While studying at Queen's University, Downie volunteered at Kingston General Hospital as a candy striper. While there, she saw an advertisement for palliative care volunteers and trained to become one.[1] After earning her Bachelor of Arts and Master's degree, Downie earned her M.Litt at the University of Cambridge. Upon her return to Canada, Downie accepted a position as a research associate at the Westminster Institute for Ethics and Human Values.[2]
Career
After law school, Downie clerked for Chief Justice Lamer at the Supreme Court of Canada, and after graduate school she was the director of Dalhousie Health Law Institute.[3] In 2004, she published "Dying Justice: A Case for Decriminalizing Euthanasia and Assisted Suicide in Canada."[4] In her role as director, she was selected to be a Canada Research Chair in Health Law and Policy[5] and sat on the Experts Committee for Human Research Participant Protection in Canada.[6] In 2010, Downie was elected a Fellow of the Royal Society of Canada.[7]
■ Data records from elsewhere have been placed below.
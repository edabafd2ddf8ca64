//! Integration test driver for `tests/integration/` submodule.
//!
//! Each `mod` below maps to a file that exercises the engine against mock
//! adapters.  All tests run on the host (x86_64) with no real hardware
//! required.

mod engine_tests;
mod mock_hw;
mod scenario_tests;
In 2015, Downie was involved in the result of Carter v Canada. She served as a Special Advisor to the Canadian Senate Committee on Euthanasia and Assisted Suicide and worked with the pro bono legal team in the case.[8] In the same year, Downie became the first scholar in Nova Scotia to be named a Pierre Trudeau Trudeau Foundation Fellow.[9] She used this fellowship to gather data regarding assisted dying in Canada.[10] She also sat on the Provincial-Territorial Expert Advisory Group on Physician-Assisted Dying.[11] The next year, she received the 2016 CIHR Barer-Flood Prize in Health Services and Policy Research.[12] On July 1, 2016, Downie was appointed to University Research Professor for a five-year period.[13]